May 15, 2017 ·  By Yuji Vincent Gonzales - Reporter for newsinfo.inquirer.net

Senator Leila de Lima. INQUIRER FILE PHOTO/ MARIANNE BERMUDEZ

Senator Leila de Lima.
INQUIRER FILE PHOTO/ MARIANNE BERMUDEZ

Detained Sen. Leila de Lima has filed a bill seeking to protect female prisoners from sexual harassment.
Senate Bill (SB) 1438, or the Women in State Custody Act of 2017, proposes that all females shall be held separately from male detainees, and that separate cells and facilities for women shall “form part of the standard design in the construction and improvement of jails and its facilities.”

“This imbalance of power is manifested in the easy use of direct physical force and indirect force given the detainee or prisoner’s total dependency on officers for basic necessities and the latter’s ability to withhold privileges,” De Lima said.

“The abuses, including rape, inappropriate sexual touching, beatings, excessive pat-downs and strip searches, and the use of sexualized language, is a crude example of the power imbalance between security personnel and women inmates,” she added.

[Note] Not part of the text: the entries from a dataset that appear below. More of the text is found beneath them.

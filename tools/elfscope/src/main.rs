//! elfscope: inspect the structure of ELF64 files.
//!
//! Loads a file, runs the staged decoder from `elfscope-elf`, and reports
//! the file header, program headers, section headers, and symbol table as
//! text or JSON.

mod cli;
mod config;
mod diag;
mod report;

use std::cell::RefCell;
use std::path::Path;
use std::process::ExitCode;
use std::rc::Rc;

use anyhow::{Context, Result};
use clap::{CommandFactory, Parser};
use elfscope_elf::{ElfError, ElfParser};

use config::{Format, Settings};
use report::{HeaderRecord, Report, SectionRecord, SegmentRecord, SymbolRecord};
use diag::{Level, StageTimer, trace, warning};

fn main() -> Result<ExitCode> {
    let cli = cli::Cli::parse();
    diag::set_level(Level::from_flags(cli.quiet, cli.verbose));

    let Some(file) = cli.file.as_deref() else {
        eprintln!("{}", cli::Cli::command().render_usage());
        return Ok(ExitCode::from(1));
    };

    let settings = Settings::resolve(&cli)?;
    let report = collect(file, settings)?;

    match settings.format {
        Format::Text => print!("{}", report.to_text()),
        Format::Json => println!(
            "{}",
            serde_json::to_string_pretty(&report).context("failed to serialize report")?
        ),
    }
    Ok(ExitCode::SUCCESS)
}

/// Load and parse `path`, gathering the enabled regions into a [`Report`].
fn collect(path: &Path, settings: Settings) -> Result<Report> {
    let mut parser = ElfParser::open(path);
    {
        let mut t = StageTimer::stage("load");
        parser.load()?;
        t.produced(parser.data().len(), "bytes");
    }

    let report = Rc::new(RefCell::new(Report {
        file: path.display().to_string(),
        ..Report::default()
    }));
    install_handlers(&mut parser, &report, settings);

    {
        let _t = StageTimer::stage("header");
        parser.read_header().context("failed to read ELF header")?;
    }
    {
        let mut t = StageTimer::stage("program headers");
        parser
            .read_program_headers()
            .context("failed to read program headers")?;
        t.produced(parser.program_headers().len(), "entries");
    }
    {
        let mut t = StageTimer::stage("section table");
        parser
            .read_section_table()
            .context("failed to read section table")?;
        t.produced(parser.sections().all().count(), "sections");
    }
    if !parser.status().section_table_read() {
        trace!("no section header table");
    }
    if settings.regions.symbols {
        let mut t = StageTimer::stage("symbol table");
        match parser.read_symbol_table() {
            Err(ElfError::MissingSection(name)) => {
                warning!("{}: no symbol table ({name} missing)", path.display());
                report
                    .borrow_mut()
                    .warnings
                    .push(format!("no symbol table ({name} missing)"));
            }
            other => other.context("failed to read symbol table")?,
        }
        t.produced(parser.symbols().all().count(), "symbols");
    }
    trace!("status: {:?}", parser.status());

    // Dropping the parser releases the handlers' clones of `report`.
    drop(parser);
    Rc::try_unwrap(report)
        .map(RefCell::into_inner)
        .map_err(|_| anyhow::anyhow!("report still shared after parsing"))
}

/// Register a handler for each region the settings ask for.
fn install_handlers(parser: &mut ElfParser, report: &Rc<RefCell<Report>>, settings: Settings) {
    let regions = settings.regions;
    if regions.header {
        let report = Rc::clone(report);
        parser.set_header_handler(move |h| {
            report.borrow_mut().header = Some(HeaderRecord::from(h));
        });
    }
    if regions.segments {
        let report = Rc::clone(report);
        parser.set_program_header_handler(move |p| {
            report.borrow_mut().segments.push(SegmentRecord::from(p));
        });
    }
    if regions.sections {
        let report = Rc::clone(report);
        parser.set_section_handler(move |s, name| {
            report.borrow_mut().sections.push(SectionRecord::new(s, name));
        });
    }
    if regions.symbols {
        let report = Rc::clone(report);
        let demangle = settings.demangle;
        parser.set_symbol_handler(move |sym, name| {
            report
                .borrow_mut()
                .symbols
                .push(SymbolRecord::new(sym, name, demangle));
        });
    }
}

Citing the 2001 Human Rights Advisory of the Commission on Human Rights, De Lima said 10 percent of women inmates at the Correctional Institute for Women (CIW) admitted they had sexual contact with their jailers prior to their transfer to the CIW. Data from the Bureau of Jail Management and Penelogy also showed that there are only 58 female dormitories under the BJMP throughout the country, De Lima added.

“Because of the inherent balance of power between women inmates and their custodians, females in jails and correctional facilities are faced with an even worse punishment of being subjected to different forms of abuses,” the senator said.

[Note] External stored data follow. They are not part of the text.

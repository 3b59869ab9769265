//! Report settings: built-in defaults, then `elfscope.toml`, then flags.

use std::path::Path;

use anyhow::{Context, Result};
use serde::Deserialize;

use crate::cli::Cli;
use crate::diag::trace;

/// Config file picked up from the working directory when `--config` is absent.
pub const DEFAULT_CONFIG: &str = "elfscope.toml";

/// Output format.
#[derive(Debug, Clone, Copy, PartialEq, Eq, Default, Deserialize)]
#[serde(rename_all = "lowercase")]
pub enum Format {
    #[default]
    Text,
    Json,
}

/// Contents of `elfscope.toml`. Every key is optional.
#[derive(Debug, Default, Deserialize)]
#[serde(default, deny_unknown_fields)]
struct FileConfig {
    format: Option<Format>,
    demangle: Option<bool>,
    report: RegionConfig,
}

/// The `[report]` table.
#[derive(Debug, Default, Deserialize)]
#[serde(default, deny_unknown_fields)]
struct RegionConfig {
    header: Option<bool>,
    segments: Option<bool>,
    sections: Option<bool>,
    symbols: Option<bool>,
}

/// Which regions end up in the report.
#[expect(
    clippy::struct_excessive_bools,
    reason = "one independent switch per report region"
)]
#[derive(Debug, Clone, Copy, PartialEq, Eq)]
pub struct Regions {
    pub header: bool,
    pub segments: bool,
    pub sections: bool,
    pub symbols: bool,
}

impl Default for Regions {
    fn default() -> Self {
        Self {
            header: true,
            segments: true,
            sections: true,
            symbols: true,
        }
    }
}

/// Fully resolved report settings.
#[derive(Debug, Clone, Copy, PartialEq, Eq, Default)]
pub struct Settings {
    pub format: Format,
    pub demangle: bool,
    pub regions: Regions,
}

impl Settings {
    /// Resolve settings for this invocation.
    ///
    /// An explicit `--config` must exist and parse. The implicit
    /// `./elfscope.toml` is only read when it exists.
    pub fn resolve(cli: &Cli) -> Result<Self> {
        let file = if let Some(path) = &cli.config {
            Some(load_file(path)?)
        } else {
            let implicit = Path::new(DEFAULT_CONFIG);
            if implicit.is_file() {
                Some(load_file(implicit)?)
            } else {
                None
            }
        };

        let mut settings = Self::default();
        if let Some(file) = file {
            settings.apply_file(&file);
        }
        settings.apply_cli(cli);
        trace!("settings: {settings:?}");
        Ok(settings)
    }

    fn apply_file(&mut self, file: &FileConfig) {
        if let Some(format) = file.format {
            self.format = format;
        }
        if let Some(demangle) = file.demangle {
            self.demangle = demangle;
        }
        let r = &file.report;
        let regions = &mut self.regions;
        for (slot, value) in [
            (&mut regions.header, r.header),
            (&mut regions.segments, r.segments),
            (&mut regions.sections, r.sections),
            (&mut regions.symbols, r.symbols),
        ] {
            if let Some(value) = value {
                *slot = value;
            }
        }
    }

    fn apply_cli(&mut self, cli: &Cli) {
        if cli.json {
            self.format = Format::Json;
        }
        self.demangle |= cli.demangle;
        self.regions.header &= !cli.no_header;
        self.regions.segments &= !cli.no_segments;
        self.regions.sections &= !cli.no_sections;
        self.regions.symbols &= !cli.no_symbols;
    }
}

fn load_file(path: &Path) -> Result<FileConfig> {
    let content = std::fs::read_to_string(path)
        .with_context(|| format!("failed to read config {}", path.display()))?;
    let config = toml::from_str(&content)
        .with_context(|| format!("failed to parse config {}", path.display()))?;
    trace!("loaded config from {}", path.display());
    Ok(config)
}
//! ELF64 symbol table entries.

use crate::record::{FieldReader, Record};
use crate::section::{SHN_ABS, SHN_UNDEF};

/// Symbol binding: local.
pub const STB_LOCAL: u8 = 0;

/// Symbol binding: global.
pub const STB_GLOBAL: u8 = 1;

/// Symbol binding: weak.
pub const STB_WEAK: u8 = 2;

/// Symbol type: unspecified.
pub const STT_NOTYPE: u8 = 0;

/// Symbol type: data object.
pub const STT_OBJECT: u8 = 1;

/// Symbol type: function.
pub const STT_FUNC: u8 = 2;

/// Symbol type: section.
pub const STT_SECTION: u8 = 3;

/// Symbol type: source file.
pub const STT_FILE: u8 = 4;

/// Symbol type: thread-local storage.
pub const STT_TLS: u8 = 6;

/// Symbol visibility: default.
pub const STV_DEFAULT: u8 = 0;

/// Symbol visibility: internal.
pub const STV_INTERNAL: u8 = 1;

/// Symbol visibility: hidden.
pub const STV_HIDDEN: u8 = 2;

/// Symbol visibility: protected.
pub const STV_PROTECTED: u8 = 3;

/// Size of an ELF64 symbol entry (24 bytes).
pub const ELF64_SYM_SIZE: usize = 24;

/// Parsed ELF64 symbol table entry.
#[derive(Debug, Clone, Copy, PartialEq, Eq)]
pub struct Symbol {
    /// Offset into the associated string table for this symbol's name.
    pub st_name: u32,
    /// Symbol type and binding packed into one byte.
    pub st_info: u8,
    /// Visibility in the low two bits.
    pub st_other: u8,
    /// Section index this symbol is defined in.
    pub st_shndx: u16,
    /// Symbol value (address for defined symbols).
    pub st_value: u64,
    /// Symbol size in bytes.
    pub st_size: u64,
}

impl Record for Symbol {
    const SIZE: usize = ELF64_SYM_SIZE;

    fn decode(r: &mut FieldReader<'_>) -> Self {
        Self {
            st_name: r.u32(),
            st_info: r.u8(),
            st_other: r.u8(),
            st_shndx: r.u16(),
            st_value: r.u64(),
            st_size: r.u64(),
        }
    }
}

impl Symbol {
    /// Returns the symbol type (lower 4 bits of `st_info`).
    #[must_use]
    pub fn sym_type(&self) -> u8 {
        self.st_info & 0xf
    }

    /// Returns the symbol binding (upper 4 bits of `st_info`).
    #[must_use]
    pub fn binding(&self) -> u8 {
        self.st_info >> 4
    }

    /// Returns the symbol visibility (lower 2 bits of `st_other`).
    #[must_use]
    pub fn visibility(&self) -> u8 {
        self.st_other & 0x3
    }

    /// Returns `true` if the symbol is not defined in this file.
    #[must_use]
    pub fn is_undefined(&self) -> bool {
        self.st_shndx == SHN_UNDEF
    }

    /// Returns `true` for a function defined in a real section.
    #[must_use]
    pub fn is_defined_function(&self) -> bool {
        self.sym_type() == STT_FUNC && !self.is_undefined() && self.st_shndx != SHN_ABS
    }

    /// Returns `true` if `addr` falls inside this symbol.
    ///
    /// Zero-sized symbols only contain their own address.
    #[must_use]
    pub fn contains(&self, addr: u64) -> bool {
        if self.st_size == 0 {
            return addr == self.st_value;
        }
        addr >= self.st_value && addr - self.st_value < self.st_size
    }
}

/// Short name of a binding value.
#[must_use]
pub fn binding_name(binding: u8) -> &'static str {
    match binding {
        STB_LOCAL => "LOCAL",
        STB_GLOBAL => "GLOBAL",
        STB_WEAK => "WEAK",
        _ => "OTHER",
    }
}

/// Short name of a symbol type value.
#[must_use]
pub fn type_name(sym_type: u8) -> &'static str {
    match sym_type {
        STT_NOTYPE => "NOTYPE",
        STT_OBJECT => "OBJECT",
        STT_FUNC => "FUNC",
        STT_SECTION => "SECTION",
        STT_FILE => "FILE",
        STT_TLS => "TLS",
        _ => "OTHER",
    }
}

/// Short name of a visibility value.
#[must_use]
pub fn visibility_name(visibility: u8) -> &'static str {
    match visibility {
        STV_DEFAULT => "DEFAULT",
        STV_INTERNAL => "INTERNAL",
        STV_HIDDEN => "HIDDEN",
        _ => "PROTECTED",
    }
}
/// An iotop log is the captured output of `iotop -b -t` (batch mode with timestamps): for every
/// sampling interval, two lines of system-wide totals followed by one line per process or thread
/// that did I/O in the interval, each prefixed with the time of day.  Column headers are repeated
/// now and then.  The log carries no date, so the date is supplied by the caller.
///
/// This library turns such logs into metric points in line protocol, ready for a time-series
/// database, by way of a small pipeline:
///
/// - classify each line, to get rid of the totals (`classify`)
/// - resolve the time of day against the date, which also weeds out headers and junk (`timestamp`)
/// - split the sample line into typed fields (`extract`)
/// - build the point for the sample (`point`)
/// - batch the points and hand them to a writer (`sink`)
///
/// The driver in `logfile` runs the pipeline over a file.  Everything is single-threaded and
/// strictly in input order.

mod classify;
mod error;
mod extract;
mod logfile;
mod point;
mod sink;
mod timestamp;

// Skip-or-sample decision for a raw line.

pub use classify::classify;
pub use classify::LineClass;
pub use classify::SUMMARY_MARKERS;

// Structured per-line parse error.

pub use error::ParseError;
pub use error::ParseErrorKind;

// The decoded contents of one sample line, and the token layout used to decode it.

pub use extract::collapse_spaces;
pub use extract::extract;
pub use extract::extract_with_layout;
pub use extract::FieldLayout;
pub use extract::SampleRecord;
pub use extract::IOTOP_LAYOUT;

// Date + time of day => nanoseconds since the epoch, less a fixed offset.

pub use timestamp::resolve;
pub use timestamp::time_of_day;
pub use timestamp::ResolvedTimestamp;
pub use timestamp::DEFAULT_OFFSET_SECONDS;

// Metric points and their line-protocol form (via Display).

pub use point::encode;
pub use point::format_float;
pub use point::MetricPoint;
pub use point::MEASUREMENT;

// Batching, and the writer interface the batches are sent to.

pub use sink::BatchSink;
pub use sink::LineProtocolWriter;
pub use sink::PointWriter;
pub use sink::SinkStats;

// Run the whole pipeline over a file or other line source.

pub use logfile::parse_lines;
pub use logfile::parse_logfile;
pub use logfile::process_line;
pub use logfile::FileStats;
pub use logfile::LineOutcome;
pub use logfile::ParseOptions;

De Lima expressed alarm that the abuses remain unreported “due to the widespread fear of retaliation by the perpetrators, aggravated by the lack of a strict and concrete grievance or investigatory procedure, which gives detention and prison officers and employees impunity to continuously perform such abuses.”

“This unfortunate situation may have been avoided if the government at least complied with Rule 53 of the United Nations Minimum Rules for the Treatment of Prisoners,” she added.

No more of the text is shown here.